Karen Caruso, the white, female founder of Mind Your Business, a company that performs background screenings, just saw her company named one of the top 100 women-owned companies in North Carolina by DiversityBusiness.com. She was inspired to start the company 15 years ago after watching a "Nightmare Nannies" episode of Oprah, and now Mind Your Business does background checks for clients such as the Washington Metropolitan Area Transit Authority. Caruso stresses, "We've never been awarded a contract based on our female status. NEVER. EVER." Of course, when I ask her how much business she's gotten since the award was announced, she turns to an employee, asking, "We've signed on how many clients in the last four weeks?" Fourteen, it turns out. She says business is up "probably 35 percent" as a result of the publicity during the worst recession in recent memory. And they haven't even applied for 8(a) status, what Caruso calls "the Maserati of procurement," though "we'll have certification by the end of the year."
I turn to a white, male employee of Caruso's, named Michael Kaplan. He recently used the award publicity to sign up an energy company in Texas. I ask him, as a white male, what he thinks of such exploitation of Caruso's woman-owned status. "I think its great!" he says. "From my perspective, it's wonderful, it's an opportunity to make a tremendous living."
I ask Caruso if it's fair that your average white male Beltway Bandit has to compete with everyone they compete with, but is not allowed to compete for no-bid set-asides. Aren't white guys essentially playing a game in which they don't have access to the entire-field? Caruso twists up her face, leans in close to mine, and says, "Wahhhh! Wahhh! Wahhhh! How many years have women and minorities been playing on that same field?"

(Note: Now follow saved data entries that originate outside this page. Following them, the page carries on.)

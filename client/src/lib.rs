//! Client for the button game: account access, live sync, countdown and
//! transaction submission.

pub mod accounts;
pub mod actions;
pub mod backend;
pub mod clock;
pub mod config;
pub mod error;
pub mod pubsub;
pub mod rpc;
pub mod sync;
pub mod ticker;
pub mod wallet;

#[cfg(test)]
mod testing;

pub use accounts::{fetch_rounds, RoundFilter};
pub use actions::ActionSubmitter;
pub use clock::{Clock, SystemClock};
pub use config::ClientConfig;
pub use error::{Error, RejectReason};
pub use pubsub::PubsubBackend;
pub use rpc::RpcBackend;
pub use sync::{LiveSync, Snapshot, Watched};
pub use ticker::CountdownTicker;
pub use wallet::KeypairWallet;

pub use button_api;

/// Result type.
pub type Result<T, E = Error> = std::result::Result<T, E>;
use std::sync::Arc;

use solana_client::{client_error::ClientError, nonblocking::rpc_client::RpcClient};
use solana_sdk::{
    pubkey::Pubkey,
    signature::{Keypair, Signature, Signer},
    transaction::Transaction,
};

use crate::{backend::Wallet, error::RejectReason, Error, Result};

/// A [`Wallet`] holding a local keypair and submitting through an RPC node.
pub struct KeypairWallet {
    keypair: Keypair,
    client: Arc<RpcClient>,
}

impl KeypairWallet {
    pub fn new(keypair: Keypair, client: Arc<RpcClient>) -> Self {
        Self { keypair, client }
    }
}

impl Wallet for KeypairWallet {
    fn identity(&self) -> Pubkey {
        self.keypair.pubkey()
    }

    async fn sign_and_send(&self, mut transaction: Transaction) -> Result<Signature> {
        let blockhash = transaction.message.recent_blockhash;
        transaction
            .try_sign(&[&self.keypair], blockhash)
            .map_err(|err| Error::Authorization(err.to_string()))?;
        self.client
            .send_transaction(&transaction)
            .await
            .map_err(classify_send_error)
    }
}

/// Preflight failures carry the program's verdict; anything else is a delivery problem.
fn classify_send_error(err: ClientError) -> Error {
    match err.get_transaction_error() {
        Some(tx_err) => {
            tracing::debug!(%tx_err, "transaction rejected in preflight");
            Error::Rejected(RejectReason::from(&tx_err))
        }
        None => Error::Submission(err.to_string()),
    }
}
mod registry;
mod round;
mod vault;

pub use registry::*;
pub use round::*;
pub use vault::*;

use borsh::{BorshDeserialize, BorshSerialize};
use solana_program::pubkey::Pubkey;

use crate::consts::*;
use crate::error::DecodeError;

/// A record owned by the button program, stored as an Anchor account:
/// an 8-byte discriminator followed by the borsh-encoded fields.
pub trait ButtonAccount: BorshSerialize + BorshDeserialize {
    /// Account name as declared by the program.
    const NAME: &'static str;

    /// `sha256("account:<NAME>")[..8]`.
    const DISCRIMINATOR: [u8; 8];

    /// Allocated size of the account, discriminator included.
    const SIZE: usize;

    /// Decodes an account from its raw data. Bytes past the encoded fields are ignored.
    fn try_from_bytes(data: &[u8]) -> Result<Self, DecodeError> {
        if data.len() < DISCRIMINATOR_LEN {
            return Err(DecodeError::TooShort { len: data.len() });
        }
        let (discriminator, mut fields) = data.split_at(DISCRIMINATOR_LEN);
        if discriminator != Self::DISCRIMINATOR {
            let mut found = [0u8; 8];
            found.copy_from_slice(discriminator);
            return Err(DecodeError::InvalidDiscriminator {
                account: Self::NAME,
                expected: Self::DISCRIMINATOR,
                found,
            });
        }
        Self::deserialize(&mut fields).map_err(|source| DecodeError::Malformed {
            account: Self::NAME,
            source,
        })
    }

    /// Encodes the account the way the program stores it.
    fn to_bytes(&self) -> std::io::Result<Vec<u8>> {
        let mut data = Vec::with_capacity(Self::SIZE);
        data.extend_from_slice(&Self::DISCRIMINATOR);
        self.serialize(&mut data)?;
        Ok(data)
    }
}

pub fn global_pda() -> (Pubkey, u8) {
    Pubkey::find_program_address(&[GLOBAL], &crate::ID)
}

pub fn round_pda(round_id: u64) -> (Pubkey, u8) {
    Pubkey::find_program_address(&[GAME, &round_id.to_le_bytes()], &crate::ID)
}

pub fn vault_pda(round_id: u64) -> (Pubkey, u8) {
    Pubkey::find_program_address(&[VAULT, &round_id.to_le_bytes()], &crate::ID)
}
pub mod consts;
pub mod error;
pub mod instruction;
pub mod sdk;
pub mod state;
pub mod status;

pub use error::{ButtonError, DecodeError};

pub mod prelude {
    pub use crate::consts::*;
    pub use crate::error::*;
    pub use crate::instruction::*;
    pub use crate::sdk::*;
    pub use crate::state::*;
    pub use crate::status::*;
}

solana_program::declare_id!("EGMzXToSqdq8PfSDergoQNEphopAF4EVsBzSapKU9JLi");
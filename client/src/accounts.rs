use button_api::prelude::*;
use solana_sdk::pubkey::Pubkey;

use crate::{backend::AccountSource, Error, Result};

/// Fetches and decodes a button account. Fails with [`Error::NotFound`] if it does not exist.
pub async fn fetch_account<T: ButtonAccount>(
    source: &impl AccountSource,
    address: &Pubkey,
) -> Result<T> {
    let account = source
        .fetch(address)
        .await?
        .ok_or(Error::NotFound(*address))?;
    T::try_from_bytes(&account.data).map_err(|err| {
        tracing::warn!(%address, account = T::NAME, %err, "failed to decode account");
        Error::decode(*address, err)
    })
}

pub async fn fetch_registry(source: &impl AccountSource) -> Result<Registry> {
    fetch_account(source, &GLOBAL_ADDRESS).await
}

pub async fn fetch_round(source: &impl AccountSource, round_id: u64) -> Result<Round> {
    fetch_account(source, &round_pda(round_id).0).await
}

pub async fn fetch_vault(source: &impl AccountSource, round_id: u64) -> Result<Vault> {
    fetch_account(source, &vault_pda(round_id).0).await
}

/// Fetches a round and its vault.
pub async fn fetch_round_and_vault(
    source: &impl AccountSource,
    round_id: u64,
) -> Result<(Round, Vault)> {
    let round = fetch_round(source, round_id).await?;
    let vault = fetch_vault(source, round_id).await?;
    Ok((round, vault))
}

/// Which rounds a listing shows.
#[derive(Debug, Clone, Copy, Default, PartialEq, Eq)]
pub struct RoundFilter {
    pub include_ended: bool,
}

impl RoundFilter {
    pub fn matches(&self, round: &Round, now: i64) -> bool {
        self.include_ended || !round.is_ended(now)
    }
}

/// Lists every round of the program ordered by id.
///
/// Accounts that fail to decode are logged and skipped so that one bad
/// record does not hide the others.
pub async fn fetch_rounds(
    source: &impl AccountSource,
    filter: RoundFilter,
    now: i64,
) -> Result<Vec<(Pubkey, Round)>> {
    let accounts = source.fetch_program_accounts(Round::DISCRIMINATOR).await?;
    let mut rounds = accounts
        .into_iter()
        .filter_map(|(address, account)| match Round::try_from_bytes(&account.data) {
            Ok(round) => Some((address, round)),
            Err(err) => {
                tracing::warn!(%address, %err, "skipping undecodable round");
                None
            }
        })
        .filter(|(_, round)| filter.matches(round, now))
        .collect::<Vec<_>>();
    rounds.sort_by_key(|(_, round)| round.round_id);
    Ok(rounds)
}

Kaplan laughs and elbows one of his colleagues, motioning at me as if I'd picked a fight with the wrong woman. "He didn't know," he says.
That evening I drink with two hearty businessmen. One is an Indian software mogul with a thick accent, named Shre Thammana. He jokes that he doesn't get out of bed for "less than $5,000 an hour." His Connecticut company, Virpie Tech, is worth about $20 million (in the bar, he picks up all the checks, and we don't protest). The other is his friend, Dan Robinson, manager of global purchasing and market access for Xerox, which means he is essentially in charge of finding suppliers with diverse backgrounds. He is black and has a dry-witted, hang-dog demeanor.

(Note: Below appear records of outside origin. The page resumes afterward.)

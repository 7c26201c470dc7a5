use borsh::{BorshDeserialize, BorshSerialize};
use serde::{Deserialize, Serialize};
use solana_program::pubkey::Pubkey;

use crate::consts::LAMPORTS_PER_SOL;

use super::{vault_pda, ButtonAccount, Round};

/// The pooled deposits of a round.
#[derive(
    Clone, Copy, Debug, PartialEq, Eq, BorshSerialize, BorshDeserialize, Serialize, Deserialize,
)]
pub struct Vault {
    /// The round this vault belongs to.
    pub round_id: u64,

    /// The lamports currently pooled.
    pub balance: u64,

    /// The stake each click must deposit.
    pub deposit_amount: u64,
}

impl Vault {
    pub fn pda(&self) -> (Pubkey, u8) {
        vault_pda(self.round_id)
    }

    pub fn is_empty(&self) -> bool {
        self.balance == 0
    }

    /// The reward of a round that was played and has ended is claimed once its vault is drained.
    pub fn is_claimed(&self, round: &Round, now: i64) -> bool {
        round.is_started() && round.is_ended(now) && self.is_empty()
    }

    pub fn balance_in_sol(&self) -> f64 {
        self.balance as f64 / LAMPORTS_PER_SOL as f64
    }
}

impl ButtonAccount for Vault {
    const NAME: &'static str = "Vault";
    const DISCRIMINATOR: [u8; 8] = [211, 8, 232, 43, 2, 152, 117, 119];
    const SIZE: usize = 8 + 8 + 8 + 8;
}
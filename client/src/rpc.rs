use std::{sync::Arc, time::Duration};

use solana_account_decoder::UiAccountEncoding;
use solana_client::{
    nonblocking::rpc_client::RpcClient,
    rpc_config::{RpcAccountInfoConfig, RpcProgramAccountsConfig},
    rpc_filter::{Memcmp, RpcFilterType},
};
use solana_sdk::{
    commitment_config::CommitmentConfig, hash::Hash, pubkey::Pubkey, signature::Signature,
};
use tokio::time::Instant;

use crate::{
    backend::{AccountSource, Confirmation, Confirmer, RawAccount},
    config::ClientConfig,
    Result,
};

/// [`AccountSource`] and [`Confirmer`] backed by a Solana JSON-RPC node.
#[derive(Clone)]
pub struct RpcBackend {
    client: Arc<RpcClient>,
    commitment: CommitmentConfig,
    confirm_timeout: Duration,
    poll_interval: Duration,
}

impl RpcBackend {
    pub fn new(client: Arc<RpcClient>, config: &ClientConfig) -> Self {
        Self {
            client,
            commitment: config.commitment(),
            confirm_timeout: config.confirm_timeout(),
            poll_interval: config.poll_interval(),
        }
    }

    pub fn from_config(config: &ClientConfig) -> Self {
        let client = RpcClient::new_with_commitment(config.rpc_url.clone(), config.commitment());
        Self::new(Arc::new(client), config)
    }

    pub fn client(&self) -> &Arc<RpcClient> {
        &self.client
    }
}

impl AccountSource for RpcBackend {
    async fn fetch(&self, address: &Pubkey) -> Result<Option<RawAccount>> {
        tracing::debug!(%address, "fetching account");
        let response = self
            .client
            .get_account_with_commitment(address, self.commitment)
            .await
            .map_err(Box::new)?;
        Ok(response.value.map(RawAccount::from))
    }

    async fn fetch_program_accounts(
        &self,
        discriminator: [u8; 8],
    ) -> Result<Vec<(Pubkey, RawAccount)>> {
        tracing::debug!(?discriminator, "fetching program accounts");
        let config = RpcProgramAccountsConfig {
            filters: Some(vec![RpcFilterType::Memcmp(Memcmp::new_base58_encoded(
                0,
                &discriminator,
            ))]),
            account_config: RpcAccountInfoConfig {
                encoding: Some(UiAccountEncoding::Base64),
                commitment: Some(self.commitment),
                ..Default::default()
            },
            ..Default::default()
        };
        let accounts = self
            .client
            .get_program_accounts_with_config(&button_api::ID, config)
            .await
            .map_err(Box::new)?;
        Ok(accounts
            .into_iter()
            .map(|(address, account)| (address, RawAccount::from(account)))
            .collect())
    }
}

impl Confirmer for RpcBackend {
    async fn latest_blockhash(&self) -> Result<Hash> {
        Ok(self.client.get_latest_blockhash().await.map_err(Box::new)?)
    }

    async fn confirm(&self, signature: &Signature) -> Result<Confirmation> {
        let deadline = Instant::now() + self.confirm_timeout;
        loop {
            let status = self
                .client
                .get_signature_status_with_commitment(signature, self.commitment)
                .await
                .map_err(Box::new)?;
            match status {
                Some(Ok(())) => return Ok(Confirmation::Confirmed),
                Some(Err(err)) => return Ok(Confirmation::Failed(err)),
                None if Instant::now() >= deadline => return Ok(Confirmation::TimedOut),
                None => tokio::time::sleep(self.poll_interval).await,
            }
        }
    }
}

Robinson is constantly on the lookout for suppliers like Thammana. But not just like Thammana. As Robinson explains Xerox's diversity initiatives to me while nursing a Bacardi and Coke, what becomes clear is that Xerox has gone about as diverse as you can possibly get--by shipping roughly 80 percent of the jobs responsible for producing their components over to China. "Well," I say mockingly, "I guess that's diversity."
It is, Robinson says: "There are 55 minority groups in China," and Xerox belongs to the national minority-supplier development councils. He can't name the Chinese minorities, but by God, some of the jobs that aren't going to American minorities are at least going to Chinese ones. Now that's a commitment to diversity. Xerox, he explains, is on the cutting edge. "We have the LGBT, the lesbians and gays. This is the one area of opportunity we continue to work at."
I say surely a company like Xerox can't be looking for vendors based on their transgenderhood. But I am wrong. "Oh yeah," says Robinson chipperly. "I go to their business expos." I look at Thammana in disbelief, and ask if he'd ever pretend to be transgendered to get Xerox's business. "No way," he says, though he adds, "Once they form a polygamy group, then I will be part of that! Talk about diversity. I love women in all shapes, sizes, and colors!"
Thammana emphasizes that he is there to network and gain business, possibly from Robinson, but not to dunk his biscuit in the minority gravy boat of 8(a) government contracting, which he seems to detest as a form of welfare. To get it, he says, "They need to know if I was discriminated against and accent that. A lot of people will write baloney. They make up fake stuff. So I don't want to do that. You have to be a disadvantaged person. C'mon! I'm not disadvantaged. I'm very happy and grateful for what this country has given me."
Indeed, Peggy Norris, a private-sector contract consultant who used to work on the government side in procurement, tells me that another consultant, after getting one of her clients through the 8(a) process, told her he could get her the certification as well, since she's from West Virginia. Another 8(a) guru I found after the conference, Vincent Villa, whose website is literally 8aguru.com, says he once got a woman through 8(a) certification who claimed a sexual harassment disadvantage. "She did wear dresses you could have said were revealing," says Villa. "And she had big tits. But so what? . . . You shouldn't be looking!"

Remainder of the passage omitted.